The molecular basis of corneal neovascularization and corneal surface disease are still poorly understood. Current experimental models available for the study of these diseases often rely on external stimuli-trauma that may not reflect the mechanisms of spontaneous disease. A recently described mutant, corn1, provides the first animal model of genetically determined, spontaneous corneal epithelial disease and neovascularization. These animals can provide a reproducible source of tissue for biochemical studies and for elucidation of the pathways involved in these processes. Corn1 mouse develops focal hyper-proliferation of the corneal epithelium, followed by neovascularization. These features remain constant and do not regress. Eventually, corn1 mice develop cortical cataracts. A second spontaneous mutation in the corn1 locus, corn1/2J, on a different genetic background, demonstrates a mild epithelial phenotype, with no neovascularization. The overall goal of the proposed research is to gain insights into the relationship between epithelial proliferation and neovascularization in corn1 and corn1/2J mice, to assess the presence or absence of suppressors or enhancers of proliferation and angiogenesis, and to determine if there are common or different molecular biological mechanisms regulating these phenomena.

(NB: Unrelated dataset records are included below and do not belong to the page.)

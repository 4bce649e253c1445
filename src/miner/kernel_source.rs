// ProgPoW GPU Miner - Free and Open Source Software Statement
//
// This project, progpow-miner, is Free and Open Source Software (FOSS) licensed
// under the MIT License. You are free to use, modify, and distribute this
// software in accordance with the license terms. Contributions are welcome
// via pull requests to the project repository.
//
// File: src/miner/kernel_source.rs
// Version: 1.0.0
// Developer: OIEIEIO <oieieio@protonmail.com>
//
// This file produces the OpenCL text that gets compiled per (epoch, period):
// base kernel sources loaded from the kernel directory, ProgPoW period
// kernels from a generator, and the `#define NAME VALUE` block prepended
// before every build. The generated text can be dumped for inspection.
//
// Tree Location:
// - src/miner/kernel_source.rs (kernel text and definitions)
// - Depends on: thiserror

use log::{debug, warn};
use std::collections::BTreeMap;
use std::fs;
use std::path::{Path, PathBuf};
use thiserror::Error;

const LOG_TARGET: &str = "progpow::miner::kernel_source";

#[derive(Error, Debug)]
pub enum KernelSourceError {
    #[error("Kernel source {path:?} could not be read")]
    Io {
        path: PathBuf,
        #[source]
        source: std::io::Error,
    },

    #[error("No period kernel generator configured for ProgPoW")]
    MissingPeriodGenerator,

    #[error("Period kernel for seed {seed} unavailable: {message}")]
    PeriodUnavailable { seed: u64, message: String },
}

/// Named numeric constants substituted into kernel source.
///
/// Each name maps to exactly one value; setting a name twice keeps the last
/// value. Rendering is sorted by name so the output does not depend on the
/// order definitions were added in.
#[derive(Debug, Clone, Default, PartialEq, Eq)]
pub struct KernelDefinitions {
    values: BTreeMap<String, u64>,
}

impl KernelDefinitions {
    pub fn new() -> Self {
        Self::default()
    }

    pub fn set(&mut self, name: impl Into<String>, value: u64) -> &mut Self {
        self.values.insert(name.into(), value);
        self
    }

    pub fn get(&self, name: &str) -> Option<u64> {
        self.values.get(name).copied()
    }

    pub fn len(&self) -> usize {
        self.values.len()
    }

    pub fn is_empty(&self) -> bool {
        self.values.is_empty()
    }

    /// `#define` block followed by `body`
    pub fn render(&self, body: &str) -> String {
        let mut code = String::with_capacity(body.len() + self.values.len() * 32);
        for (name, value) in &self.values {
            code.push_str(&format!("#define {} {}\n", name, value));
        }
        code.push_str(body);
        code
    }
}

/// Best-effort write of the generated kernel; failures are only logged
pub fn dump_kernel(path: &Path, code: &str) {
    match fs::write(path, code) {
        Ok(()) => debug!(target: LOG_TARGET, "Kernel source written to {:?}", path),
        Err(e) => warn!(target: LOG_TARGET, "Could not write kernel source to {:?}: {}", path, e),
    }
}

/// Base OpenCL sources shipped in the kernel directory
#[derive(Debug, Clone)]
pub struct KernelLibrary {
    dir: PathBuf,
}

impl KernelLibrary {
    pub const ETHASH_FILE: &'static str = "ethash.cl";
    pub const PROGPOW_FILE: &'static str = "progpow.cl";

    pub fn new(dir: impl Into<PathBuf>) -> Self {
        Self { dir: dir.into() }
    }

    pub fn dir(&self) -> &Path {
        &self.dir
    }

    pub fn load(&self, file: &str) -> Result<String, KernelSourceError> {
        let path = self.dir.join(file);
        fs::read_to_string(&path).map_err(|source| KernelSourceError::Io { path, source })
    }

    pub fn ethash(&self) -> Result<String, KernelSourceError> {
        self.load(Self::ETHASH_FILE)
    }

    pub fn progpow(&self) -> Result<String, KernelSourceError> {
        self.load(Self::PROGPOW_FILE)
    }
}

/// Supplier of the period-specific ProgPoW kernel prefix
pub trait PeriodKernelGenerator: Send + Sync {
    fn period_source(&self, period_seed: u64) -> Result<String, KernelSourceError>;
}

/// Reads pre-generated `progpow_period_<seed>.cl` files
#[derive(Debug, Clone)]
pub struct FilePeriodKernels {
    dir: PathBuf,
}

impl FilePeriodKernels {
    pub fn new(dir: impl Into<PathBuf>) -> Self {
        Self { dir: dir.into() }
    }

    pub fn file_name(period_seed: u64) -> String {
        format!("progpow_period_{}.cl", period_seed)
    }
}

impl PeriodKernelGenerator for FilePeriodKernels {
    fn period_source(&self, period_seed: u64) -> Result<String, KernelSourceError> {
        let path = self.dir.join(Self::file_name(period_seed));
        fs::read_to_string(&path).map_err(|e| KernelSourceError::PeriodUnavailable {
            seed: period_seed,
            message: format!("{:?}: {}", path, e),
        })
    }
}


// Changelog:
// - v1.0.0 (2025-07-02): Kernel definitions, kernel library and period
//   kernel files. Replaces the embedded sha3x.cl include.
// ProgPoW GPU Miner - Free and Open Source Software Statement
//
// This project, progpow-miner, is Free and Open Source Software (FOSS) licensed
// under the MIT License. You are free to use, modify, and distribute this
// software in accordance with the license terms. Contributions are welcome
// via pull requests to the project repository.
//
// File: src/miner/error.rs
// Version: 1.0.0
// Developer: OIEIEIO <oieieio@protonmail.com>
//
// Errors a worker run can end with.
//
// Tree Location:
// - src/miner/error.rs (MinerError)
// - Depends on: thiserror

use thiserror::Error;

use crate::core::oracle::OracleError;
use crate::miner::gpu::backend::BackendError;
use crate::miner::kernel_source::KernelSourceError;
use crate::miner::nonce::NonceError;

#[derive(Error, Debug)]
pub enum MinerError {
    #[error("Kernel build failed on {device}: {message}")]
    BuildFailure { device: String, message: String, log: String },

    #[error("{device} has insufficient GPU memory: {available} bytes found < {required} bytes required")]
    InsufficientDeviceMemory { device: String, available: u64, required: u64 },

    #[error("Backend error: {0}")]
    Backend(#[from] BackendError),

    #[error("Hash oracle error: {0}")]
    Oracle(#[from] OracleError),

    #[error("Kernel source unavailable: {0}")]
    KernelSource(#[from] KernelSourceError),

    #[error("Nonce space unavailable: {0}")]
    Nonce(#[from] NonceError),
}

impl MinerError {
    /// Initialization failures that leave the device disabled. Everything
    /// else ends the current run and may be restarted by a supervisor.
    pub fn disables_device(&self) -> bool {
        matches!(
            self,
            MinerError::BuildFailure { .. }
                | MinerError::InsufficientDeviceMemory { .. }
                | MinerError::KernelSource(_)
                | MinerError::Nonce(_)
        )
    }
}

// Changelog:
// - v1.0.0 (2025-07-02): Worker error taxonomy.
//   - Nonce variant for devices outside the extra-nonce index field.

Specifically, at the successful conclusion of this project, the molecular basis of corn1 and corn1/2J will be identified through a positional cloning strategy. In addition, through genetic cross, the nature of a new allele, corn1/2J, will be evaluated to determine the genetic basis for the difference in phenotypic expression of the corneal proliferation and neovascularization. Identification of the responsible gene(s) will help clarify molecular mechanisms relating to these refractory clinical problems. Enhanced understanding of the biochemical and molecular biological mechanisms responsible for blindness caused by corneal neovascularization and surface disease is the first step towards more effective treatment of these related ocular diseases.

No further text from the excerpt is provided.